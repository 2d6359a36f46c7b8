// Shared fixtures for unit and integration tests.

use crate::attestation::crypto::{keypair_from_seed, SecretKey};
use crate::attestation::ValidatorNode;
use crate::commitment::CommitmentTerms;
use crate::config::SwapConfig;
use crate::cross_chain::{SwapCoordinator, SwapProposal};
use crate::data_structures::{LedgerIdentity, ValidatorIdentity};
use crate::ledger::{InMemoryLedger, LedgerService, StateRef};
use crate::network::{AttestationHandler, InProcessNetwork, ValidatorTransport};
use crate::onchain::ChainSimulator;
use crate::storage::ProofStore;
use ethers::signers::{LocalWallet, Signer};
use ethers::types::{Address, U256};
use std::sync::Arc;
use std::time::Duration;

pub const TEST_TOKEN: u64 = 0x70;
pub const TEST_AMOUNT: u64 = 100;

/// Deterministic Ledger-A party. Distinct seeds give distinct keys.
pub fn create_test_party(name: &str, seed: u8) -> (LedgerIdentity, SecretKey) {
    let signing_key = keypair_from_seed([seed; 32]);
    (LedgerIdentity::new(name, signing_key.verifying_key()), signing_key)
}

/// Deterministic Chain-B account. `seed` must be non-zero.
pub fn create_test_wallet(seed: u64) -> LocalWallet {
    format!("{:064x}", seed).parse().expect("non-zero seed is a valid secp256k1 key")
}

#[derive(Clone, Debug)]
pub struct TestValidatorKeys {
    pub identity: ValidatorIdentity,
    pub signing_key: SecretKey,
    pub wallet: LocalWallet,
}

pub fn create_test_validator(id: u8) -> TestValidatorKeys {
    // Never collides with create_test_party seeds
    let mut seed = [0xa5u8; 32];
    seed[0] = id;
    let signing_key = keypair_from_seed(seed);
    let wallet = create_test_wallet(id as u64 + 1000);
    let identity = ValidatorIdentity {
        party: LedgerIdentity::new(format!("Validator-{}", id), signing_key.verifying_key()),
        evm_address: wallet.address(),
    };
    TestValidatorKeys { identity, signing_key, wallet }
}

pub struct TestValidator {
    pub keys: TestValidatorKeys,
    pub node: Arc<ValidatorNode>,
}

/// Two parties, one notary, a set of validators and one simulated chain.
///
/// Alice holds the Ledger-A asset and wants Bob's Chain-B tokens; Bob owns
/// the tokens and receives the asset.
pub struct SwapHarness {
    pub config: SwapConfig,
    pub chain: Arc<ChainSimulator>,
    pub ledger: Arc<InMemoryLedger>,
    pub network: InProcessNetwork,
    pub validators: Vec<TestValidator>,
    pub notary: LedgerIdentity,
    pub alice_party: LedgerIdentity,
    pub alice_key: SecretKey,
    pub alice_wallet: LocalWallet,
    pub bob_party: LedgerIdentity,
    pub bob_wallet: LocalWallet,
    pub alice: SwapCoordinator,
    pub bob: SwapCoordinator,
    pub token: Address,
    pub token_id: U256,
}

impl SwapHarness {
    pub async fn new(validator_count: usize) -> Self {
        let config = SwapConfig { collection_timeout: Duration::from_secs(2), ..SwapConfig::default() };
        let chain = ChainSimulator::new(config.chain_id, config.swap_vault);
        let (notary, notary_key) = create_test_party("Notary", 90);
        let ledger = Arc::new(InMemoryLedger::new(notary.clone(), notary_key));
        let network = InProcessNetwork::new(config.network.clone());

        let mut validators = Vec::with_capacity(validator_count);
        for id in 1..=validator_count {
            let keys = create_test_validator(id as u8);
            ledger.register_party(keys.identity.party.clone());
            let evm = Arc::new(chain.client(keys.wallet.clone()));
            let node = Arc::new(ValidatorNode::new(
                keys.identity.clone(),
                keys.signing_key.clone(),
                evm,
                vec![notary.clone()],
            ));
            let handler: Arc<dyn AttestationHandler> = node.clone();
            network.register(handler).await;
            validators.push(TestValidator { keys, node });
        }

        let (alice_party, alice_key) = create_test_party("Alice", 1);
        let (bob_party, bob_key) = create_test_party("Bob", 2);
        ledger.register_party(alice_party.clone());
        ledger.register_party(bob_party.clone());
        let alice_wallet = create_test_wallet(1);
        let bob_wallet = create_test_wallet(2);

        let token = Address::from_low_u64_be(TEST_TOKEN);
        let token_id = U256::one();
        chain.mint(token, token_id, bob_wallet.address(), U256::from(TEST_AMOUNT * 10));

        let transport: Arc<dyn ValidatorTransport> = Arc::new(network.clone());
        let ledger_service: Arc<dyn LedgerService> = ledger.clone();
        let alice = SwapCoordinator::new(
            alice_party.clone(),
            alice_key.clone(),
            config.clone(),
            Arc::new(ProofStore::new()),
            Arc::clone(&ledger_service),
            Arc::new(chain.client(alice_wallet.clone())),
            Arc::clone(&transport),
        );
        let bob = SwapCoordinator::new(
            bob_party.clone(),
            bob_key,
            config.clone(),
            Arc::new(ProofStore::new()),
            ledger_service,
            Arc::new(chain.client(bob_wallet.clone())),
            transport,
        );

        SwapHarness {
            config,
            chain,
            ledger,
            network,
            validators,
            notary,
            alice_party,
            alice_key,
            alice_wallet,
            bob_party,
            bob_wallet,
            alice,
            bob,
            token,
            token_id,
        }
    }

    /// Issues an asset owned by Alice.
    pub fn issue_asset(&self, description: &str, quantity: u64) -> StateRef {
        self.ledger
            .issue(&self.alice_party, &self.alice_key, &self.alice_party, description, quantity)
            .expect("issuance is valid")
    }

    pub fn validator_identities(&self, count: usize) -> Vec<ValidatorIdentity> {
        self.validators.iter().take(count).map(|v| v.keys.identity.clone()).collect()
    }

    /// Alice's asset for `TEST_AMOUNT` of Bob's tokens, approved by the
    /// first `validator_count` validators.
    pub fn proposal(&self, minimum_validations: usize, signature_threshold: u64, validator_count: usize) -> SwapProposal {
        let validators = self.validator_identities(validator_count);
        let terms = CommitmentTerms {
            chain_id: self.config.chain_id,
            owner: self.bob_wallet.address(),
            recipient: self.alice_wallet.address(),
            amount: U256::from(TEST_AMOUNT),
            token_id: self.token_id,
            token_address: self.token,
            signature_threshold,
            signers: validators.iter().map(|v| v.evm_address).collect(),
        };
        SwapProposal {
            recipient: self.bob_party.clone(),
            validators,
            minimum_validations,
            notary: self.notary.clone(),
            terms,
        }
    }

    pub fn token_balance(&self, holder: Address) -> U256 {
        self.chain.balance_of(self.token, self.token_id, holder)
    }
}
· · ·
Beginning with the very first line of the material, please return exactly each line down to and including the one with "use crate::storage::ProofStore;".

repository 2d6359a36f46c7b8
// Shared fixtures for unit and integration tests.

use crate::attestation::crypto::{keypair_from_seed, SecretKey};
use crate::attestation::ValidatorNode;
use crate::commitment::CommitmentTerms;
use crate::config::SwapConfig;
use crate::cross_chain::{SwapCoordinator, SwapProposal};
use crate::data_structures::{LedgerIdentity, ValidatorIdentity};
use crate::ledger::{InMemoryLedger, LedgerService, StateRef};
use crate::network::{AttestationHandler, InProcessNetwork, ValidatorTransport};
use crate::onchain::ChainSimulator;
use crate::storage::ProofStore;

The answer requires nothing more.